Capelli d'argento

Una volta -lo ammetto ancor oggi con un po' di vergogna- ero imbarazzato per via del mio marcatissimo accento veneto a confessare che insegnavo italiano agli stranieri.
“Penseranno che non parlo un italiano ideale”, mi dicevo... Oggi mi sento sciocco per l'opposta ragione, visto che esperienza ed approfondimenti mi hanno portato a constatare l'ineluttabile realtà: l'italiano “vero” non esiste, alla faccia di Cutugno.
Se possiamo infatti affermare che a Oxford si parla l'inglese doc, che Parigi è la culla del francese e che la Castiglia serba i segreti dello spagnolo, altrettanto non possiamo concludere qui da noi, dove è la moltitudine variegata di dialetti a cucire insieme lo standard linguistico nazionale e a rappresentare così proprio uno dei più forti tratti unificatori del Paese.
Stamattina mi trovavo al laboratorio medico di Legnaro, paesino in provincia di Padova a cui faccio piacevolmente ritorno per le vacanze, i miei, l'aria fresca ed un cappuccino come si deve.
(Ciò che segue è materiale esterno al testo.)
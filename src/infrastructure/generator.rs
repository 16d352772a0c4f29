//! HTTP client for the external text-generation backend.

use async_trait::async_trait;
use serde::{Deserialize, Serialize};

use crate::ai::{BackendError, TextGenerator};

#[derive(Debug, Serialize)]
struct GenerateRequest<'a> {
    prompt: &'a str,
}

#[derive(Debug, Deserialize)]
struct GenerateResponse {
    reply: String,
}

/// [`TextGenerator`] that POSTs `{"prompt": …}` to a backend endpoint and
/// expects `{"reply": …}` back.
///
/// Failures are reported as [`BackendError`]; the AI pipeline turns them
/// into in-band error replies rather than propagating them.
pub struct HttpTextGenerator {
    client: reqwest::Client,
    endpoint: String,
}

impl HttpTextGenerator {
    pub fn new(endpoint: String) -> Self {
        Self {
            client: reqwest::Client::new(),
            endpoint,
        }
    }
}

#[async_trait]
impl TextGenerator for HttpTextGenerator {
    async fn generate(&self, prompt: &str) -> Result<String, BackendError> {
        let response = self
            .client
            .post(&self.endpoint)
            .json(&GenerateRequest { prompt })
            .send()
            .await
            .map_err(|e| BackendError::Request(e.to_string()))?
            .error_for_status()
            .map_err(|e| BackendError::Request(e.to_string()))?;

        let body: GenerateResponse = response
            .json()
            .await
            .map_err(|e| BackendError::InvalidResponse(e.to_string()))?;
        Ok(body.reply)
    }
}
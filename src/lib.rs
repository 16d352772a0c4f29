//! Multi-room TCP chat server library.
//!
//! This library provides the server-side engine for a line-oriented chat
//! protocol: token-based reconnectable sessions, a room registry with
//! broadcast fan-out, admin moderation commands, and AI-enabled rooms that
//! coalesce message bursts into batched text-generation calls.

// layers
pub mod ai;
pub mod auth;
pub mod domain;
pub mod infrastructure;
pub mod protocol;
pub mod rooms;
pub mod server;

// shared library
pub mod common;
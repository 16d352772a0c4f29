//! End-to-end tests driving an in-process server over real TCP sockets.

use std::net::SocketAddr;
use std::sync::Arc;
use std::sync::Mutex as StdMutex;
use std::time::Duration;

use async_trait::async_trait;
use tokio::io::{AsyncBufReadExt, AsyncWriteExt, BufReader, Lines};
use tokio::net::tcp::{OwnedReadHalf, OwnedWriteHalf};
use tokio::net::{TcpListener, TcpStream};
use tokio::time::{sleep, timeout};

use irori::ai::{BackendError, TextGenerator};
use irori::auth::{TokenStore, UserDirectory, tokens::DEFAULT_TOKEN_TTL_SECS};
use irori::common::time::SystemClock;
use irori::domain::{CredentialStore, RepositoryError, Role, Token, TokenRepository, User};
use irori::server::{AppState, serve};

const RECV_TIMEOUT: Duration = Duration::from_secs(5);

/// Credential store seeded in memory; registration is not exercised here.
struct MemoryCredentialStore {
    seeded: Vec<User>,
}

#[async_trait]
impl CredentialStore for MemoryCredentialStore {
    async fn load_users(&self) -> Result<Vec<User>, RepositoryError> {
        Ok(self.seeded.clone())
    }

    async fn append_user(&self, _user: &User) -> Result<(), RepositoryError> {
        Ok(())
    }
}

/// Token repository that accepts writes and loads nothing; the in-process
/// token store keeps the live state.
struct MemoryTokenRepository;

#[async_trait]
impl TokenRepository for MemoryTokenRepository {
    async fn load_tokens(&self) -> Result<Vec<Token>, RepositoryError> {
        Ok(Vec::new())
    }

    async fn append(&self, _token: &Token) -> Result<(), RepositoryError> {
        Ok(())
    }

    async fn rewrite_all(&self, _tokens: &[Token]) -> Result<(), RepositoryError> {
        Ok(())
    }
}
Qualche volta ne approfitto per le routinarie analisi del sangue. Ero arrivato presto ma non prestissimo, in quell'orario di smaltimento tra il flusso dei grilli mattinieri e gufi ritardatari. O -semplicemente- tra lavoratori o pensionati. Che in effetti sedevano in discreto numero qua e là. Su uno in particolare mi si era fermato lo sguardo: un signore elegante, occhi azzurri elettrici contro carnagione oliva, labbra dritte e dure, mento da alpino poggiato su dita grinzose ma fiere che avvinghiavano un bastone, dal manico argenteo come i suoi capelli.
Noto che non è solo. Con lui la moglie -in piedi- e la figlia, di pochi più anni di me, che, ritirate le carte al bancone, si avvicina ai suoi e consegna loro le etichette. “Ecco, mamma, per te... Papà, tieni...” La madre sorride e ringrazia, il babbo prende il foglio a muso duro e tace, sempre seduto. Si avvicina il loro turno, la figlia fa segno a lui di alzarsi e l'uomo, appoggiandosi tutto in avanti sul bastone, ignora la mano tesa della figlia, si leva con non poca fatica e si unisce a lei e alla moglie in una bizzarra congrega familiare. La donna poi impartisce gli ordini: “Prima entra la mamma, poi tu, papà.” Lui, girata leggermente la testa di lato, la guarda fermo, ficcandole addosso quegli occhi pieni di cielo teso, senza dire niente. “Hai capito?! Prima lei poi tu. Va bene?” Ancora silenzio. Dovuto -mi dico- a che dev'esser più sordo d'una campana. “Eora, scoltame bèn: prima ea mama, dopo ti, ghèto capio?!” “No” -finalmente dice lui senza emozione- “Njaltri entrèmo insieme.” La figlia si spinge in su gli occhiali e guarda i genitori entrare lentamente in ambulatorio. Il papà appoggiangosi al fido bastone, la mamma più solerte, ma ben salda a braccetto del suo uomo.